Open inferiorhumanorgans opened 6 years ago

inferiorhumanorgans commented 6 years ago

It would be nice to be able to register a callback for various lifecycle events (e.g. create, draw, destroy) for the views. My current use case is displaying a splash screen and letting something happen. For my use some sort of blocking interface would be fine, however pulling the aync stuff from the progress bar view would also be quite useful.

gyscos commented 6 years ago

Hi, and thanks for the report!

Could you tell us more about your splash-screen use-case? Do you want to listen for new views being added? For views being removed from the tree?

inferiorhumanorgans commented 6 years ago

I'd like to be able to:

I can use callbacks for a splash screen easily enough, but I'd also like to display some sort of box for a potentially long-running function (e.g. serial communication) where the overhead of passing data back and forth between threads is unwarranted.

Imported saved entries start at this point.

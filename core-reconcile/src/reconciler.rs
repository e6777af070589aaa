//! # Playlist Reconciler
//!
//! Computes and applies edit scripts against the remote collection
//! API. Each reconciliation is strictly sequential internally; separate
//! collections touch disjoint remote state and may be reconciled
//! concurrently by the caller.

use async_trait::async_trait;
use std::sync::Arc;
use tracing::{debug, info, instrument};
use transport_traits::error::Result as TransportResult;

use crate::error::{ReconcileError, Result};
use crate::script::{compute_script, CollectionItem, EditOp, EditScript};

/// Remote ordered-collection API, consumed as a black box.
#[async_trait]
pub trait CollectionApi: Send + Sync {
    /// Current rows of the collection, in remote order.
    async fn list_items(&self, collection_id: &str) -> TransportResult<Vec<CollectionItem>>;

    /// Remove one row by its id.
    async fn delete_item(&self, item_id: &str) -> TransportResult<()>;

    /// Add a row for `external_id` and return the new row id. The
    /// provider ignores ordinal hints at create time, so the row lands
    /// at the tail.
    async fn insert_item(&self, collection_id: &str, external_id: &str) -> TransportResult<String>;

    /// Move an existing row to `position`.
    async fn update_item_position(&self, item_id: &str, position: usize) -> TransportResult<()>;
}

/// A computed reconciliation for one collection.
#[derive(Debug, Clone)]
pub struct ReconcilePlan {
    pub collection_id: String,
    pub script: EditScript,
}

impl ReconcilePlan {
    pub fn is_noop(&self) -> bool {
        self.script.is_empty()
    }

    /// Human-readable preview of the pending operations.
    pub fn preview(&self) -> Vec<String> {
        self.script.render()
    }
}

/// Reconciles remote playlists against locally computed orderings.
pub struct PlaylistReconciler {
    api: Arc<dyn CollectionApi>,
}

impl PlaylistReconciler {
    pub fn new(api: Arc<dyn CollectionApi>) -> Self {
        Self { api }
    }

    /// Fetch the observed ordering fresh and compute the edit script.
    /// No mutation happens here; render the plan for preview mode, or
    /// hand it to [`apply`](Self::apply).
    #[instrument(skip(self, desired))]
    pub async fn plan(&self, collection_id: &str, desired: &[String]) -> Result<ReconcilePlan> {
        let observed =
            self.api
                .list_items(collection_id)
                .await
                .map_err(|source| ReconcileError::List {
                    collection_id: collection_id.to_string(),
                    source,
                })?;

        let script = compute_script(desired, &observed);
        debug!(
            observed = observed.len(),
            desired = desired.len(),
            ops = script.len(),
            "computed edit script"
        );

        Ok(ReconcilePlan {
            collection_id: collection_id.to_string(),
            script,
        })
    }

    /// Execute a plan.
    ///
    /// All deletes run strictly before any insert — interleaving them
    /// would let a pending delete shift the ordinal an insert was
    /// computed against. Inserts run in desired order, and every
    /// insert is immediately followed by a position correction on the
    /// newly created row, because the create call ignores ordinals.
    ///
    /// The first failed call aborts the remainder of this collection's
    /// script. Partial application is safe: rerunning `reconcile`
    /// recomputes from the then-current observed state.
    #[instrument(skip(self, plan), fields(collection_id = %plan.collection_id))]
    pub async fn apply(&self, plan: &ReconcilePlan) -> Result<()> {
        if plan.is_noop() {
            debug!("collection already in desired order");
            return Ok(());
        }

        for op in plan.script.ops() {
            if let EditOp::Delete {
                item_id,
                external_id,
            } = op
            {
                debug!(item_id = %item_id, external_id = %external_id, "deleting item");
                self.api
                    .delete_item(item_id)
                    .await
                    .map_err(|source| ReconcileError::Delete {
                        item_id: item_id.clone(),
                        external_id: external_id.clone(),
                        source,
                    })?;
            }
        }

        for op in plan.script.ops() {
            if let EditOp::Insert {
                external_id,
                position,
            } = op
            {
                debug!(external_id = %external_id, position, "inserting item");
                let item_id = self
                    .api
                    .insert_item(&plan.collection_id, external_id)
                    .await
                    .map_err(|source| ReconcileError::Insert {
                        external_id: external_id.clone(),
                        source,
                    })?;

                self.api
                    .update_item_position(&item_id, *position)
                    .await
                    .map_err(|source| ReconcileError::Reposition {
                        item_id: item_id.clone(),
                        position: *position,
                        source,
                    })?;
            }
        }

        info!(ops = plan.script.len(), "edit script applied");
        Ok(())
    }

    /// Plan and apply in one step, returning the plan that ran.
    pub async fn reconcile(
        &self,
        collection_id: &str,
        desired: &[String],
    ) -> Result<ReconcilePlan> {
        let plan = self.plan(collection_id, desired).await?;
        self.apply(&plan).await?;
        Ok(plan)
    }
}

#[cfg(test)]
mod tests {
    use super::*;
    use std::sync::Mutex;
    use transport_traits::error::TransportError;

    #[derive(Debug, Clone, PartialEq, Eq)]
    enum Call {
        List,
        Delete(String),
        Insert(String),
        Reposition(String, usize),
    }

    /// Recording fake: answers from a fixed observed listing and logs
    /// every call so ordering can be asserted.
    struct RecordingApi {
        observed: Vec<CollectionItem>,
        calls: Mutex<Vec<Call>>,
        fail_deletes: bool,
        insert_counter: Mutex<usize>,
    }

    impl RecordingApi {
        fn new(observed: Vec<CollectionItem>) -> Arc<Self> {
            Arc::new(Self {
                observed,
                calls: Mutex::new(Vec::new()),
                fail_deletes: false,
                insert_counter: Mutex::new(0),
            })
        }

        fn failing_deletes(observed: Vec<CollectionItem>) -> Arc<Self> {
            Arc::new(Self {
                observed,
                calls: Mutex::new(Vec::new()),
                fail_deletes: true,
                insert_counter: Mutex::new(0),
            })
        }

        fn calls(&self) -> Vec<Call> {
            self.calls.lock().unwrap().clone()
        }

        fn mutation_calls(&self) -> Vec<Call> {
            self.calls()
                .into_iter()
                .filter(|c| !matches!(c, Call::List))
                .collect()
        }
    }

    #[async_trait]
    impl CollectionApi for RecordingApi {
        async fn list_items(&self, _collection_id: &str) -> TransportResult<Vec<CollectionItem>> {
            self.calls.lock().unwrap().push(Call::List);
            Ok(self.observed.clone())
        }

        async fn delete_item(&self, item_id: &str) -> TransportResult<()> {
            self.calls
                .lock()
                .unwrap()
                .push(Call::Delete(item_id.to_string()));
            if self.fail_deletes {
                return Err(TransportError::Status {
                    status: 404,
                    detail: "row gone".to_string(),
                });
            }
            Ok(())
        }

        async fn insert_item(
            &self,
            _collection_id: &str,
            external_id: &str,
        ) -> TransportResult<String> {
            self.calls
                .lock()
                .unwrap()
                .push(Call::Insert(external_id.to_string()));
            let mut counter = self.insert_counter.lock().unwrap();
            *counter += 1;
            Ok(format!("new{}", counter))
        }

        async fn update_item_position(
            &self,
            item_id: &str,
            position: usize,
        ) -> TransportResult<()> {
            self.calls
                .lock()
                .unwrap()
                .push(Call::Reposition(item_id.to_string(), position));
            Ok(())
        }
    }

    fn ids(ids: &[&str]) -> Vec<String> {
        ids.iter().map(|s| s.to_string()).collect()
    }

    fn observed(pairs: &[(&str, &str)]) -> Vec<CollectionItem> {
        pairs
            .iter()
            .map(|&(item_id, external_id)| CollectionItem::new(item_id, external_id))
            .collect()
    }

    #[tokio::test]
    async fn test_substitution_runs_delete_insert_reposition() {
        let api = RecordingApi::new(observed(&[("r1", "a"), ("r2", "x"), ("r3", "c")]));
        let reconciler = PlaylistReconciler::new(api.clone());

        let plan = reconciler
            .reconcile("pl1", &ids(&["a", "b", "c"]))
            .await
            .unwrap();

        assert_eq!(plan.script.len(), 2);
        assert_eq!(
            api.calls(),
            vec![
                Call::List,
                Call::Delete("r2".to_string()),
                Call::Insert("b".to_string()),
                Call::Reposition("new1".to_string(), 1),
            ]
        );
    }

    #[tokio::test]
    async fn test_identical_ordering_makes_no_mutation_calls() {
        let api = RecordingApi::new(observed(&[("r1", "a"), ("r2", "b")]));
        let reconciler = PlaylistReconciler::new(api.clone());

        let plan = reconciler.reconcile("pl1", &ids(&["a", "b"])).await.unwrap();

        assert!(plan.is_noop());
        assert_eq!(api.calls(), vec![Call::List]);
    }

    #[tokio::test]
    async fn test_empty_desired_deletes_every_row() {
        let api = RecordingApi::new(observed(&[("r1", "p"), ("r2", "q")]));
        let reconciler = PlaylistReconciler::new(api.clone());

        reconciler.reconcile("pl1", &[]).await.unwrap();

        let mut deletes = api.mutation_calls();
        deletes.sort_by_key(|c| format!("{c:?}"));
        assert_eq!(
            deletes,
            vec![
                Call::Delete("r1".to_string()),
                Call::Delete("r2".to_string()),
            ]
        );
    }

    #[tokio::test]
    async fn test_all_deletes_precede_all_inserts() {
        let api = RecordingApi::new(observed(&[
            ("r1", "x"),
            ("r2", "a"),
            ("r3", "y"),
            ("r4", "c"),
        ]));
        let reconciler = PlaylistReconciler::new(api.clone());

        reconciler
            .reconcile("pl1", &ids(&["a", "b", "c", "d"]))
            .await
            .unwrap();

        let calls = api.mutation_calls();
        let last_delete = calls
            .iter()
            .rposition(|c| matches!(c, Call::Delete(_)))
            .unwrap();
        let first_insert = calls
            .iter()
            .position(|c| matches!(c, Call::Insert(_)))
            .unwrap();
        assert!(
            last_delete < first_insert,
            "deletes must finish before inserts: {calls:?}"
        );
    }

    #[tokio::test]
    async fn test_each_insert_is_followed_by_its_reposition() {
        let api = RecordingApi::new(observed(&[("r1", "a")]));
        let reconciler = PlaylistReconciler::new(api.clone());

        reconciler
            .reconcile("pl1", &ids(&["a", "b", "c"]))
            .await
            .unwrap();

        let calls = api.mutation_calls();
        assert_eq!(
            calls,
            vec![
                Call::Insert("b".to_string()),
                Call::Reposition("new1".to_string(), 1),
                Call::Insert("c".to_string()),
                Call::Reposition("new2".to_string(), 2),
            ]
        );
    }

    #[tokio::test]
    async fn test_failed_delete_aborts_the_script() {
        let api = RecordingApi::failing_deletes(observed(&[("r1", "x"), ("r2", "a")]));
        let reconciler = PlaylistReconciler::new(api.clone());

        let err = reconciler
            .reconcile("pl1", &ids(&["a", "b"]))
            .await
            .unwrap_err();

        assert!(matches!(err, ReconcileError::Delete { .. }));
        assert!(
            !api.calls().iter().any(|c| matches!(c, Call::Insert(_))),
            "no insert may run after an aborted delete phase"
        );
    }

    #[tokio::test]
    async fn test_preview_mutates_nothing() {
        let api = RecordingApi::new(observed(&[("r1", "x")]));
        let reconciler = PlaylistReconciler::new(api.clone());

        let plan = reconciler.plan("pl1", &ids(&["a"])).await.unwrap();
        let lines = plan.preview();

        assert_eq!(lines.len(), 2);
        assert_eq!(api.calls(), vec![Call::List]);
    }
}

I've tried to do this synchronously:

However, the initial add_layer isn't drawn until after the second step finishes. If I add a call to Cursive.step between steps 1 and 2, the app displays the initial dialog but then blocks until an event (e.g. key press) and then continues. Forcing cursive to redraw would work too.

gyscos commented 6 years ago

In general I'd really advise against running long things in the main UI thread. Running the task asynchronously lets you show a progress bar, lets the user interrupt it with some action, or just provide overall better responsiveness (for example react to resized window). And, as you noticed, it's easier to integrate with cursive.

If you really want to run the computation logic in the same thread (if your data isn't Send and was created in the wrong thread for some reasons), you may use Cursive::step as you did, but before that, send a dummy callback to Cursive::cb_sink. This will cause Cursive::step to return immediately (executing the dummy callback) instead of waiting for an input.